Excerpts from a dataset:

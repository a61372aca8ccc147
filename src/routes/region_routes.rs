use axum::{
    extract::{Path, State},
    http::StatusCode,
    response::Response,
    routing::get,
    Json, Router,
};

use super::{created, list_response};
use crate::models::{PatchRegion, Region};
use crate::services::RegionService;
use crate::state::AppState;
use crate::utils::errors::AppResult;

pub fn create_region_router() -> Router<AppState> {
    Router::new()
        .route("/", get(list_regiones).post(create_region))
        .route("/nombre/:nombre", get(get_region_by_nombre))
        .route(
            "/:id",
            get(get_region)
                .put(update_region)
                .patch(patch_region)
                .delete(delete_region),
        )
}

async fn list_regiones(State(state): State<AppState>) -> AppResult<Response> {
    let mut store = state.store().await?;
    let regiones = RegionService::new(&mut store).find_all().await?;
    store.commit().await?;
    Ok(list_response(regiones))
}

async fn get_region(
    State(state): State<AppState>,
    Path(id): Path<i64>,
) -> AppResult<Json<Region>> {
    let mut store = state.store().await?;
    let region = RegionService::new(&mut store).find_by_id(id).await?;
    store.commit().await?;
    Ok(Json(region))
}

async fn get_region_by_nombre(
    State(state): State<AppState>,
    Path(nombre): Path<String>,
) -> AppResult<Json<Region>> {
    let mut store = state.store().await?;
    let region = RegionService::new(&mut store).find_by_nombre(&nombre).await?;
    store.commit().await?;
    Ok(Json(region))
}

async fn create_region(
    State(state): State<AppState>,
    Json(mut region): Json<Region>,
) -> AppResult<Response> {
    region.id = 0;
    let mut store = state.store().await?;
    let region = RegionService::new(&mut store).save(region).await?;
    store.commit().await?;
    Ok(created(region))
}

async fn update_region(
    State(state): State<AppState>,
    Path(id): Path<i64>,
    Json(region): Json<Region>,
) -> AppResult<Json<Region>> {
    let mut store = state.store().await?;
    let region = RegionService::new(&mut store).update(id, region).await?;
    store.commit().await?;
    Ok(Json(region))
}

async fn patch_region(
    State(state): State<AppState>,
    Path(id): Path<i64>,
    Json(patch): Json<PatchRegion>,
) -> AppResult<Json<Region>> {
    let mut store = state.store().await?;
    let region = RegionService::new(&mut store).patch(id, patch).await?;
    store.commit().await?;
    Ok(Json(region))
}

async fn delete_region(
    State(state): State<AppState>,
    Path(id): Path<i64>,
) -> AppResult<StatusCode> {
    let mut store = state.store().await?;
    RegionService::new(&mut store).delete(id).await?;
    store.commit().await?;
    Ok(StatusCode::NO_CONTENT)
}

What to work on: The answer must reproduce every record exactly.

Answer space:
repository a61372aca8ccc147
filename src/routes/region_routes.rs
use axum::{
    extract::{Path, State},
    http::StatusCode,
    response::Response,
    routing::get,
    Json, Router,
};

use super::{created, list_response};
use crate::models::{PatchRegion, Region};
use crate::services::RegionService;
use crate::state::AppState;
use crate::utils::errors::AppResult;

pub fn create_region_router() -> Router<AppState> {
    Router::new()
        .route("/", get(list_regiones).post(create_region))
        .route("/nombre/:nombre", get(get_region_by_nombre))
        .route(
            "/:id",
            get(get_region)
                .put(update_region)
                .patch(patch_region)
                .delete(delete_region),
        )
}

async fn list_regiones(State(state): State<AppState>) -> AppResult<Response> {
    let mut store = state.store().await?;
    let regiones = RegionService::new(&mut store).find_all().await?;
    store.commit().await?;
    Ok(list_response(regiones))
}

async fn get_region(
    State(state): State<AppState>,
    Path(id): Path<i64>,
) -> AppResult<Json<Region>> {
    let mut store = state.store().await?;
    let region = RegionService::new(&mut store).find_by_id(id).await?;
    store.commit().await?;
    Ok(Json(region))
}

async fn get_region_by_nombre(
    State(state): State<AppState>,
    Path(nombre): Path<String>,
) -> AppResult<Json<Region>> {
    let mut store = state.store().await?;
    let region = RegionService::new(&mut store).find_by_nombre(&nombre).await?;
    store.commit().await?;
    Ok(Json(region))
}

async fn create_region(
    State(state): State<AppState>,
    Json(mut region): Json<Region>,
) -> AppResult<Response> {
    region.id = 0;
    let mut store = state.store().await?;
    let region = RegionService::new(&mut store).save(region).await?;
    store.commit().await?;
    Ok(created(region))
}

async fn update_region(
    State(state): State<AppState>,
    Path(id): Path<i64>,
    Json(region): Json<Region>,
) -> AppResult<Json<Region>> {
    let mut store = state.store().await?;
    let region = RegionService::new(&mut store).update(id, region).await?;
    store.commit().await?;
    Ok(Json(region))
}

async fn patch_region(
    State(state): State<AppState>,
    Path(id): Path<i64>,
    Json(patch): Json<PatchRegion>,
) -> AppResult<Json<Region>> {
    let mut store = state.store().await?;
    let region = RegionService::new(&mut store).patch(id, patch).await?;
    store.commit().await?;
    Ok(Json(region))
}

async fn delete_region(
    State(state): State<AppState>,
    Path(id): Path<i64>,
) -> AppResult<StatusCode> {
    let mut store = state.store().await?;
    RegionService::new(&mut store).delete(id).await?;
    store.commit().await?;
    Ok(StatusCode::NO_CONTENT)
}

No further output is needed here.